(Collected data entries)
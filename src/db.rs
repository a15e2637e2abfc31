//! The client facade: keyed location writes and live radius queries.

use crate::error::{GeoWatchError, Result};
use crate::geom::Coordinate;
use crate::query::GeoQuery;
use crate::store::{DocumentStore, MemoryStore};
use crate::types::{Config, LocationRecord};
use std::sync::Arc;

/// A geo client over a document store.
///
/// Writes one record per key (`{ "g": geohash, "l": [lat, lng] }`) and opens
/// live radius queries over whatever the store holds. Cloning is cheap and
/// shares the underlying store.
///
/// # Examples
///
/// ```rust
/// use geowatch::{Coordinate, GeoWatch};
///
/// let watch = GeoWatch::memory();
///
/// let nyc = Coordinate::new(40.7128, -74.0060).unwrap();
/// watch.set_location("cab-17", &nyc)?;
/// assert_eq!(watch.get_location("cab-17")?, Some(nyc));
///
/// watch.remove_location("cab-17")?;
/// assert_eq!(watch.get_location("cab-17")?, None);
/// # Ok::<(), geowatch::GeoWatchError>(())
/// ```
#[derive(Clone)]
pub struct GeoWatch {
    store: Arc<dyn DocumentStore>,
    config: Config,
}

impl GeoWatch {
    /// Client over a custom store backend with default configuration.
    pub fn new(store: Arc<dyn DocumentStore>) -> Self {
        Self::with_config(store, Config::default())
    }

    /// Client over a custom store backend.
    pub fn with_config(store: Arc<dyn DocumentStore>, config: Config) -> Self {
        Self { store, config }
    }

    /// Client over a fresh in-memory store with default configuration.
    pub fn memory() -> Self {
        Self::new(Arc::new(MemoryStore::new()))
    }

    /// Write or overwrite the location for a key.
    ///
    /// The record's geohash is computed here, at the configured write
    /// precision; subscribed queries whose ranges cover it are notified by
    /// the store.
    pub fn set_location(&self, key: &str, coord: &Coordinate) -> Result<()> {
        Self::validate_key(key)?;
        let record = LocationRecord::new(coord, self.config.write_precision)?;
        log::trace!(
            "set {key}: ({}, {}) -> {}",
            coord.lat(),
            coord.lng(),
            record.geohash
        );
        self.store.set_document(key, record.to_value())
    }

    /// Read back the location for a key, if any.
    ///
    /// # Errors
    ///
    /// `MalformedRecord` or `InvalidCoordinate` when the stored document does
    /// not parse; absence is `Ok(None)`, not an error.
    pub fn get_location(&self, key: &str) -> Result<Option<Coordinate>> {
        Self::validate_key(key)?;
        match self.store.get_document(key)? {
            Some(value) => {
                let record = LocationRecord::from_value(&value)?;
                Ok(Some(record.coordinate()?))
            }
            None => Ok(None),
        }
    }

    /// Delete the location for a key. Removing an absent key is a no-op.
    pub fn remove_location(&self, key: &str) -> Result<()> {
        Self::validate_key(key)?;
        log::trace!("remove {key}");
        self.store.delete_document(key)
    }

    /// Open a live radius query centered at `center`.
    ///
    /// The radius is capped at [`crate::geom::MAX_QUERY_RADIUS_KM`]. The
    /// returned query is already subscribed and scanned; attach hooks to
    /// observe membership.
    pub fn query(&self, center: &Coordinate, radius_km: f64) -> Result<GeoQuery> {
        GeoQuery::start(
            Arc::clone(&self.store),
            *center,
            radius_km,
            self.config.write_precision,
        )
    }

    pub fn config(&self) -> &Config {
        &self.config
    }

    /// Keys must be non-empty; the store's key ordering is otherwise opaque
    /// to us.
    fn validate_key(key: &str) -> Result<()> {
        if key.is_empty() {
            return Err(GeoWatchError::InvalidInput(
                "location key must not be empty".to_string(),
            ));
        }
        Ok(())
    }
}

#[cfg(test)]
mod tests {
    use super::*;
    use serde_json::json;

    #[test]
    fn test_set_get_remove_roundtrip() {
        let watch = GeoWatch::memory();
        let coord = Coordinate::new(40.7128, -74.0060).unwrap();

        assert_eq!(watch.get_location("cab").unwrap(), None);
        watch.set_location("cab", &coord).unwrap();
        assert_eq!(watch.get_location("cab").unwrap(), Some(coord));

        watch.remove_location("cab").unwrap();
        assert_eq!(watch.get_location("cab").unwrap(), None);

        // Removing an absent key is a no-op.
        watch.remove_location("cab").unwrap();
    }

    #[test]
    fn test_write_precision_from_config() {
        let store = Arc::new(MemoryStore::new());
        let watch = GeoWatch::with_config(store.clone(), Config::with_write_precision(7));
        let coord = Coordinate::new(40.7128, -74.0060).unwrap();
        watch.set_location("cab", &coord).unwrap();

        let value = store.get_document("cab").unwrap().unwrap();
        assert_eq!(value["g"], json!("dr5regw"));
    }

    #[test]
    fn test_rejects_empty_key() {
        let watch = GeoWatch::memory();
        let coord = Coordinate::new(0.0, 0.0).unwrap();
        assert!(matches!(
            watch.set_location("", &coord),
            Err(GeoWatchError::InvalidInput(_))
        ));
        assert!(watch.get_location("").is_err());
        assert!(watch.remove_location("").is_err());
    }

    #[test]
    fn test_get_surfaces_malformed_record() {
        let store = Arc::new(MemoryStore::new());
        let watch = GeoWatch::new(store.clone());
        store
            .set_document("broken", json!({ "g": "dr5regw" }))
            .unwrap();
        assert!(matches!(
            watch.get_location("broken"),
            Err(GeoWatchError::MalformedRecord(_))
        ));
    }

    #[test]
    fn test_query_sees_existing_writes() {
        let watch = GeoWatch::memory();
        let coord = Coordinate::new(0.0, 0.005).unwrap();
        watch.set_location("cab", &coord).unwrap();

        let center = Coordinate::new(0.0, 0.0).unwrap();
        let query = watch.query(&center, 1.0).unwrap();
        assert_eq!(query.members().len(), 1);
        assert_eq!(query.members()[0].0, "cab");
    }

    #[test]
    fn test_clone_shares_store() {
        let watch = GeoWatch::memory();
        let other = watch.clone();
        let coord = Coordinate::new(10.0, 10.0).unwrap();
        watch.set_location("cab", &coord).unwrap();
        assert_eq!(other.get_location("cab").unwrap(), Some(coord));
    }
}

#### AIM OF THE EXERCISE
Each line of the records that contains the string "InvalidInput" must be copied.

#### ANSWER
            return Err(GeoWatchError::InvalidInput(
            Err(GeoWatchError::InvalidInput(_))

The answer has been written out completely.